From a scientific point of view, although many experimental standards and data are available in the public domain and very useful in engineering practice, little information is known about the exact void and crack evolution inside a fatigue specimen and how it contributes to the change in its fatigue life in a precise way. The authors hope that our method will serve as a tool to facilitate and promote research activities in such directions.

Our ultimate goal is to develop an onsite nondestructive method to interrogate the current damage state of parts or components in service. Since the lifespan of many parts or components is over 10 years and the past service data may be incomplete or missing, it is crucial to have an onsite measurement method to estimate the current state of these parts or components.

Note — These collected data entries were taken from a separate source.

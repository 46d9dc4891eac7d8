// src/errors.rs

//! Crate-wide error aliases and helpers.

use std::path::PathBuf;

use thiserror::Error;

#[derive(Error, Debug)]
pub enum WatchPlusError {
    #[error("Configuration error: {0}")]
    ConfigError(String),

    /// An ignore file vanished or became unreadable between discovery and
    /// load. Recovered by skipping the file for the current reload.
    #[error("failed to read ignore file {path:?}: {reason}")]
    IgnoreFileRead { path: PathBuf, reason: String },

    #[error("failed to start command '{command}': {source}")]
    SpawnError {
        command: String,
        #[source]
        source: std::io::Error,
    },

    #[error("file watch error: {0}")]
    WatchError(#[from] notify::Error),

    #[error("ignore pattern error: {0}")]
    PatternError(#[from] ignore::Error),

    #[error("IO error: {0}")]
    IoError(#[from] std::io::Error),

    #[error(transparent)]
    Other(#[from] anyhow::Error),
}

pub use anyhow::Error;
pub type Result<T> = std::result::Result<T, WatchPlusError>;
// src/watch/ignore_files.rs

//! Watching ignore-definition files and rebuilding the rule sets.
//!
//! [`IgnoreFileWatchState`] is the pure part: it tracks which ignore files
//! exist and says when a reload is due. [`spawn_ignore_file_watcher`] runs it
//! on its own task, reloads on the blocking pool and sends every new
//! snapshot to the runtime.

use std::path::PathBuf;
use std::sync::Arc;

use tokio::sync::mpsc;
use tokio::task::JoinHandle;
use tracing::{debug, info, warn};

use crate::config::WatchConfig;
use crate::errors::{Result, WatchPlusError};
use crate::filter::{IgnoreRuleSet, load_rule_sets};
use crate::fs::FileSystem;
use crate::watch::path_utils::{has_file_name, in_skipped_dir};
use crate::watch::source::{EventSource, SubscriptionOptions, WatchEvent, is_fatal};

/// Discovery progress and the ignore files currently known to exist.
#[derive(Debug, Clone)]
pub struct IgnoreFileWatchState {
    root: PathBuf,
    names: Vec<String>,
    ready: bool,
    known_files: Vec<PathBuf>,
}

impl IgnoreFileWatchState {
    pub fn new(root: impl Into<PathBuf>, names: Vec<String>) -> Self {
        Self {
            root: root.into(),
            names,
            ready: false,
            known_files: Vec::new(),
        }
    }

    pub fn is_ready(&self) -> bool {
        self.ready
    }

    /// Known ignore files, in discovery order.
    pub fn known_files(&self) -> &[PathBuf] {
        &self.known_files
    }

    /// Apply one event; returns whether the rule sets must be rebuilt.
    pub fn step(&mut self, event: &WatchEvent) -> bool {
        match event {
            WatchEvent::InitialScanComplete => {
                if self.ready {
                    return false;
                }
                self.ready = true;
                info!(count = self.known_files.len(), "ignore files discovered");
                true
            }
            WatchEvent::Added(path) | WatchEvent::Changed(path) => {
                if !has_file_name(path, &self.names) || in_skipped_dir(&self.root, path) {
                    return false;
                }
                if !self.known_files.contains(path) {
                    debug!(?path, "ignore file found");
                    self.known_files.push(path.clone());
                }
                self.ready
            }
            WatchEvent::Removed(path) => {
                // A removed directory takes every ignore file below it along.
                let before = self.known_files.len();
                self.known_files.retain(|f| !f.starts_with(path));
                let dropped = self.known_files.len() != before;
                if dropped {
                    debug!(?path, "ignore file gone");
                }
                self.ready && (dropped || has_file_name(path, &self.names))
            }
        }
    }
}

/// Builds complete rule set snapshots from a list of ignore files.
#[derive(Debug, Clone)]
pub struct RuleReloader {
    fs: Arc<dyn FileSystem>,
    /// `None` in ignore-nothing mode.
    built_in: Option<IgnoreRuleSet>,
}

impl RuleReloader {
    pub fn new(fs: Arc<dyn FileSystem>, config: &WatchConfig) -> Result<Self> {
        let built_in = if config.ignore_nothing {
            None
        } else {
            Some(IgnoreRuleSet::built_in(
                config.rules_root(),
                &config.extra_ignores,
            )?)
        };
        Ok(Self { fs, built_in })
    }

    /// Per-file sets in the given order, then the built-in set.
    ///
    /// Ignore-nothing mode yields an empty snapshot.
    pub fn reload(&self, files: &[PathBuf]) -> Vec<IgnoreRuleSet> {
        let Some(built_in) = &self.built_in else {
            return Vec::new();
        };
        let mut sets = load_rule_sets(self.fs.as_ref(), files);
        sets.push(built_in.clone());
        sets
    }
}

/// Start the ignore-file watcher task.
///
/// The subscription is opened before this returns, so watch initialisation
/// errors surface to the caller. The task ends with an error only on a
/// fatal watch error, and with `Ok` once the runtime stops listening.
///
/// When no ignore file is watched (ignore-nothing mode, or both kinds
/// disabled) a single snapshot is sent and the task ends right away.
pub fn spawn_ignore_file_watcher<S>(
    config: &WatchConfig,
    mut source: S,
    fs: Arc<dyn FileSystem>,
    rules_tx: mpsc::UnboundedSender<Vec<IgnoreRuleSet>>,
) -> Result<JoinHandle<Result<()>>>
where
    S: EventSource + 'static,
    S::Handle: 'static,
{
    let reloader = RuleReloader::new(fs, config)?;

    if !config.watches_ignore_files() {
        debug!("no ignore files to watch");
        let rules = reloader.reload(&[]);
        return Ok(tokio::spawn(async move {
            let _ = rules_tx.send(rules);
            Ok(())
        }));
    }

    let options = SubscriptionOptions {
        root: config.watch_root.clone(),
        poll: config.poll,
        discover: config.ignore_files.clone(),
    };
    let (tx, mut rx) = mpsc::unbounded_channel();
    let subscription = source.subscribe(&options, tx)?;
    let mut state = IgnoreFileWatchState::new(&config.watch_root, config.ignore_files.clone());

    Ok(tokio::spawn(async move {
        let _subscription = subscription;

        while let Some(message) = rx.recv().await {
            let event = match message {
                Ok(event) => event,
                Err(err) if is_fatal(&err) => return Err(WatchPlusError::WatchError(err)),
                Err(err) => {
                    warn!(error = %err, "ignore file watch error");
                    continue;
                }
            };

            if !state.step(&event) {
                continue;
            }

            let files = state.known_files().to_vec();
            let reloader = reloader.clone();
            let rules = tokio::task::spawn_blocking(move || reloader.reload(&files))
                .await
                .map_err(|err| WatchPlusError::Other(err.into()))?;

            debug!(count = rules.len(), "ignore rules rebuilt");
            if rules_tx.send(rules).is_err() {
                debug!("runtime stopped listening for ignore rules");
                break;
            }
        }

        Ok(())
    }))
}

In these cases, the exact location at S-N curves is not known because we do not have prior knowledge of past loading or displacement history. How to extend expensive x-ray measurement to inexpensive ultrasonic sensing or other measurement modes will be a study subject in the future. Nevertheless, this study provides the first step toward this direction.

6 Conclusions and Future Research

In this paper, we developed a novel digital prognosis method for predicting the fatigue residual life based on materials defects and damage via a new multiscale fatigue damage index. We also designed an effective way to handle multi-billion-element x-ray CT models and implemented it as an in-house C++ code. A series of coordinated materials fatigue tests and numerical simulations were conducted. The experiment results indicate that our proposed digital prognosis method is significantly better than the state of the art (the Brown-Miller model with Morrow’s mean stress correction, principal strain model with Morrow’s mean stress correction, and traditional damage mechanics). In a more accurate term, our computational methodology in this paper is the only numerical scheme that has a very strong relationship with the normalized fatigue residual life (|Pearson correlation coefficient| > 0.9). For the first time, the authors numerically and experimentally prove that it is feasible to precisely predict the macroscopic fatigue residual life at any service point of test specimens without relying on the availability of load history. In the evaluation, a new incremental fatigue life evaluation was devised for our coordinated multi-stage testing.

We limit our effort on single-constituent materials, but this method is ready to be applied to evaluate composites as one of our future research activities. Moreover, the evaluation on 3D-printed specimens or samples from any additive manufacturing would be another interesting endeavor to explore. Although we limit ourselves to x-ray CT scanning in this study, the methodology developed here can be equally applied to process a stack of images from SEM or FIB scanning. Due to the restriction of time and funding, this study made only an explorative investigation on the proposed approach. Note that any definitive conclusion should be drawn from a large scale of tests with statistical nature estimated. This will be a topic of future work. Furthermore, it is a well-known fact that considerable changes of residual fatigue lives are observed with random sequence of fatigue loading. Further work is needed to determine how well the proposed MFDI method can be applied to this situation.